• [EXERCISE OBJECTIVE]
Search the data for the string "false" and extract every line where it appears.

• [DATASET RECORDS]

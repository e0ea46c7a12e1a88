//! Selector panels for classifying damage.
//!
//! A [`SelectorPanel`] presents one catalog as a searchable list. While open
//! it edits a private working copy that is seeded from the last confirmed
//! selection, so cancelling never leaks partial edits back to the caller.
//!
//! [`ClassificationPanel`] groups the panels of all categories and owns the
//! confirmed state that new markers are classified with.

use crate::error::SelectionError;
use crate::model::{Catalog, CatalogKind, CatalogOption, Catalogs, OptionKey};
use crate::selection::{CategorySelection, SelectionMode, SelectionSet};

/// Lifecycle of a selector panel.
#[derive(Debug, Clone, PartialEq, Eq)]
pub enum PanelState {
    /// Panel is hidden
    Closed,
    /// Panel is shown and editing a working copy
    Open {
        /// Selection being edited
        working: CategorySelection,
        /// Current search term
        search: String,
    },
}

/// One visible row of an open panel.
#[derive(Debug, Clone, Copy, PartialEq)]
pub struct PanelRow<'a> {
    pub option: &'a CatalogOption,
    pub selected: bool,
}

/// Searchable option list for a single category.
#[derive(Debug, Clone)]
pub struct SelectorPanel {
    catalog: Catalog,
    mode: SelectionMode,
    state: PanelState,
}

impl SelectorPanel {
    /// Create a closed panel over `catalog`.
    pub fn new(catalog: Catalog, mode: SelectionMode) -> Self {
        Self {
            catalog,
            mode,
            state: PanelState::Closed,
        }
    }

    pub fn kind(&self) -> CatalogKind {
        self.catalog.kind()
    }

    pub fn mode(&self) -> SelectionMode {
        self.mode
    }

    pub fn catalog(&self) -> &Catalog {
        &self.catalog
    }

    pub fn state(&self) -> &PanelState {
        &self.state
    }

    pub fn is_open(&self) -> bool {
        matches!(self.state, PanelState::Open { .. })
    }

    /// Open the panel with a working copy of `confirmed` and an empty search.
    ///
    /// Reopening an already open panel discards its working copy.
    pub fn open(&mut self, confirmed: &CategorySelection) {
        let working = if confirmed.mode() == self.mode {
            confirmed.clone()
        } else {
            log::warn!(
                "{} panel opened with a mismatched selection, starting empty",
                self.kind()
            );
            CategorySelection::empty(self.mode)
        };
        self.state = PanelState::Open {
            working,
            search: String::new(),
        };
        log::debug!("Opened {} panel", self.kind());
    }

    /// Current search term, empty when closed.
    pub fn search(&self) -> &str {
        match &self.state {
            PanelState::Open { search, .. } => search,
            PanelState::Closed => "",
        }
    }

    /// Update the search term.
    pub fn set_search(&mut self, term: &str) -> Result<(), SelectionError> {
        let kind = self.kind();
        match &mut self.state {
            PanelState::Open { search, .. } => {
                *search = term.to_string();
                Ok(())
            }
            PanelState::Closed => Err(SelectionError::PanelClosed { kind }),
        }
    }

    /// Working selection, if open.
    pub fn working(&self) -> Option<&CategorySelection> {
        match &self.state {
            PanelState::Open { working, .. } => Some(working),
            PanelState::Closed => None,
        }
    }

    /// Rows matching the search term, in catalog order. Empty when closed.
    pub fn rows(&self) -> Vec<PanelRow<'_>> {
        let PanelState::Open { working, search } = &self.state else {
            return Vec::new();
        };
        self.catalog
            .filter(search)
            .into_iter()
            .map(|option| PanelRow {
                option,
                selected: working.contains(&option.id),
            })
            .collect()
    }

    /// Click an option: select in single mode, toggle in multi mode.
    pub fn choose(&mut self, id: OptionKey) -> Result<(), SelectionError> {
        let kind = self.kind();
        if !self.catalog.contains(&id) {
            return Err(SelectionError::UnknownOption { kind, id });
        }
        match &mut self.state {
            PanelState::Open { working, .. } => {
                working.apply(id);
                Ok(())
            }
            PanelState::Closed => Err(SelectionError::PanelClosed { kind }),
        }
    }

    /// Close the panel and hand back the working selection.
    ///
    /// Returns None if the panel was not open.
    pub fn confirm(&mut self) -> Option<CategorySelection> {
        match std::mem::replace(&mut self.state, PanelState::Closed) {
            PanelState::Open { working, .. } => {
                log::debug!("Confirmed {} panel: {} selected", self.kind(), working.len());
                Some(working)
            }
            PanelState::Closed => None,
        }
    }

    /// Close the panel, discarding the working selection.
    ///
    /// Returns false if the panel was not open.
    pub fn cancel(&mut self) -> bool {
        let was_open = self.is_open();
        self.state = PanelState::Closed;
        if was_open {
            log::debug!("Cancelled {} panel", self.kind());
        }
        was_open
    }
}

/// Selector panels for every category plus the confirmed classification.
#[derive(Debug, Clone)]
pub struct ClassificationPanel {
    component: SelectorPanel,
    material: SelectorPanel,
    damage_type: SelectorPanel,
    severity: SelectorPanel,
    confirmed: SelectionSet,
    confirmed_severity: CategorySelection,
    through_paint: bool,
}

impl ClassificationPanel {
    /// Create closed panels over the given catalogs with nothing confirmed.
    pub fn new(catalogs: Catalogs) -> Self {
        let Catalogs {
            component,
            material,
            damage_type,
            severity,
        } = catalogs;
        Self {
            component: SelectorPanel::new(component, SelectionMode::Single),
            material: SelectorPanel::new(material, SelectionMode::Multi),
            damage_type: SelectorPanel::new(damage_type, SelectionMode::Multi),
            severity: SelectorPanel::new(severity, SelectionMode::Single),
            confirmed: SelectionSet::new(),
            confirmed_severity: CategorySelection::empty(SelectionMode::Single),
            through_paint: false,
        }
    }

    pub fn panel(&self, kind: CatalogKind) -> &SelectorPanel {
        match kind {
            CatalogKind::Component => &self.component,
            CatalogKind::Material => &self.material,
            CatalogKind::DamageType => &self.damage_type,
            CatalogKind::Severity => &self.severity,
        }
    }

    fn panel_mut(&mut self, kind: CatalogKind) -> &mut SelectorPanel {
        match kind {
            CatalogKind::Component => &mut self.component,
            CatalogKind::Material => &mut self.material,
            CatalogKind::DamageType => &mut self.damage_type,
            CatalogKind::Severity => &mut self.severity,
        }
    }

    pub fn catalog(&self, kind: CatalogKind) -> &Catalog {
        self.panel(kind).catalog()
    }

    /// Category of the currently open panel.
    pub fn open_kind(&self) -> Option<CatalogKind> {
        CatalogKind::all()
            .iter()
            .copied()
            .find(|kind| self.panel(*kind).is_open())
    }

    fn confirmed_for(&self, kind: CatalogKind) -> &CategorySelection {
        self.confirmed
            .get(kind)
            .unwrap_or(&self.confirmed_severity)
    }

    /// Open the panel for `kind`, seeded from its confirmed selection.
    ///
    /// Only one panel is open at a time; any other open panel is cancelled.
    pub fn open(&mut self, kind: CatalogKind) {
        if let Some(other) = self.open_kind().filter(|other| *other != kind) {
            self.panel_mut(other).cancel();
        }
        let seed = self.confirmed_for(kind).clone();
        self.panel_mut(kind).open(&seed);
    }

    pub fn set_search(&mut self, kind: CatalogKind, term: &str) -> Result<(), SelectionError> {
        self.panel_mut(kind).set_search(term)
    }

    pub fn choose(&mut self, kind: CatalogKind, id: OptionKey) -> Result<(), SelectionError> {
        self.panel_mut(kind).choose(id)
    }

    /// Confirm the panel for `kind`, commit its selection and return a snapshot.
    ///
    /// Returns None if that panel was not open.
    pub fn confirm(&mut self, kind: CatalogKind) -> Result<Option<SelectionSet>, SelectionError> {
        let Some(selection) = self.panel_mut(kind).confirm() else {
            return Ok(None);
        };
        if kind == CatalogKind::Severity {
            self.confirmed_severity = selection;
        } else {
            self.confirmed.set(kind, selection)?;
        }
        Ok(Some(self.confirmed.clone()))
    }

    /// Cancel the panel for `kind`. The confirmed state is untouched.
    pub fn cancel(&mut self, kind: CatalogKind) -> bool {
        self.panel_mut(kind).cancel()
    }

    /// The last confirmed selections.
    pub fn confirmed(&self) -> &SelectionSet {
        &self.confirmed
    }

    /// The confirmed severity option, if any.
    pub fn severity(&self) -> Option<&CatalogOption> {
        let id = self.confirmed_severity.ids().into_iter().next()?;
        self.severity.catalog().lookup(&id)
    }

    pub fn through_paint(&self) -> bool {
        self.through_paint
    }

    pub fn set_through_paint(&mut self, through_paint: bool) {
        self.through_paint = through_paint;
    }

    /// Close all panels and forget every confirmed choice.
    pub fn reset(&mut self) {
        for kind in CatalogKind::all() {
            self.panel_mut(*kind).cancel();
        }
        self.confirmed = SelectionSet::new();
        self.confirmed_severity.clear();
        self.through_paint = false;
    }
}

#[cfg(test)]
mod tests {
    use super::*;
    use crate::model::CatalogKind::{Component, DamageType, Material, Severity};

    fn n(id: u32) -> OptionKey {
        OptionKey::Number(id)
    }

    fn material_panel() -> SelectorPanel {
        SelectorPanel::new(Catalogs::vehicle_defaults().material, SelectionMode::Multi)
    }

    #[test]
    fn test_closed_panel_rejects_interaction() {
        let mut panel = material_panel();
        assert!(panel.rows().is_empty());
        assert_eq!(
            panel.choose(n(1)),
            Err(SelectionError::PanelClosed { kind: Material })
        );
        assert!(panel.set_search("pa").is_err());
        assert!(panel.confirm().is_none());
        assert!(!panel.cancel());
    }

    #[test]
    fn test_rows_follow_search_and_working_copy() {
        let mut panel = material_panel();
        panel.open(&CategorySelection::empty(SelectionMode::Multi));
        panel.choose(n(1)).unwrap();
        panel.set_search("pa").unwrap();

        let rows = panel.rows();
        assert_eq!(rows.len(), 1);
        assert_eq!(rows[0].option.label, "PAINT");
        assert!(rows[0].selected);

        panel.set_search("").unwrap();
        assert_eq!(panel.rows().len(), panel.catalog().len());
    }

    #[test]
    fn test_choose_unknown_option() {
        let mut panel = material_panel();
        panel.open(&CategorySelection::empty(SelectionMode::Multi));
        assert!(matches!(
            panel.choose(n(42)),
            Err(SelectionError::UnknownOption { .. })
        ));
        assert!(panel.working().unwrap().is_empty());
    }

    #[test]
    fn test_confirm_then_reopen_seeds_working_copy() {
        let mut panel = ClassificationPanel::new(Catalogs::vehicle_defaults());
        panel.open(Material);
        panel.choose(Material, n(2)).unwrap();
        panel.choose(Material, n(4)).unwrap();
        let snapshot = panel.confirm(Material).unwrap().unwrap();

        let expected: Vec<OptionKey> = vec![n(2), n(4)];
        assert_eq!(snapshot.get(Material).unwrap().ids(), expected);
        assert!(!panel.panel(Material).is_open());

        panel.open(Material);
        let working = panel.panel(Material).working().unwrap();
        assert_eq!(working.ids(), expected);
        assert_eq!(panel.panel(Material).search(), "");
    }

    #[test]
    fn test_cancel_keeps_confirmed_state() {
        let mut panel = ClassificationPanel::new(Catalogs::vehicle_defaults());
        panel.open(DamageType);
        panel.choose(DamageType, n(1)).unwrap();
        panel.confirm(DamageType).unwrap();
        let before = panel.confirmed().clone();

        panel.open(DamageType);
        panel.choose(DamageType, n(1)).unwrap();
        panel.choose(DamageType, n(3)).unwrap();
        assert!(panel.cancel(DamageType));

        assert_eq!(panel.confirmed(), &before);
        panel.open(DamageType);
        assert_eq!(
            panel.panel(DamageType).working().unwrap().ids(),
            vec![n(1)]
        );
    }

    #[test]
    fn test_component_single_select() {
        let mut panel = ClassificationPanel::new(Catalogs::vehicle_defaults());
        panel.open(Component);
        panel.choose(Component, n(3)).unwrap();
        panel.choose(Component, n(5)).unwrap();
        let snapshot = panel.confirm(Component).unwrap().unwrap();
        assert_eq!(snapshot.get(Component).unwrap().ids(), vec![n(5)]);
    }

    #[test]
    fn test_confirm_empty_selection_allowed() {
        let mut panel = ClassificationPanel::new(Catalogs::vehicle_defaults());
        panel.open(Material);
        let snapshot = panel.confirm(Material).unwrap().unwrap();
        assert!(snapshot.is_empty());
        assert_eq!(panel.confirm(Material).unwrap(), None);
    }

    #[test]
    fn test_opening_panel_cancels_other() {
        let mut panel = ClassificationPanel::new(Catalogs::vehicle_defaults());
        panel.open(Material);
        panel.choose(Material, n(1)).unwrap();
        panel.open(Component);

        assert_eq!(panel.open_kind(), Some(Component));
        assert!(!panel.panel(Material).is_open());
        assert!(panel.confirmed().get(Material).unwrap().is_empty());
    }

    #[test]
    fn test_severity_confirm() {
        let mut panel = ClassificationPanel::new(Catalogs::vehicle_defaults());
        assert!(panel.severity().is_none());
        panel.open(Severity);
        panel.choose(Severity, n(3)).unwrap();
        panel.confirm(Severity).unwrap();
        assert_eq!(panel.severity().map(|o| o.label.as_str()), Some("Major"));
    }

    #[test]
    fn test_reset() {
        let mut panel = ClassificationPanel::new(Catalogs::vehicle_defaults());
        panel.open(Component);
        panel.choose(Component, n(1)).unwrap();
        panel.confirm(Component).unwrap();
        panel.set_through_paint(true);
        panel.open(Material);

        panel.reset();
        assert!(panel.confirmed().is_empty());
        assert!(!panel.through_paint());
        assert_eq!(panel.open_kind(), None);
    }
}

• [TASK RESPONSE]
    /// Returns false if the panel was not open.
            through_paint: false,
        self.through_paint = false;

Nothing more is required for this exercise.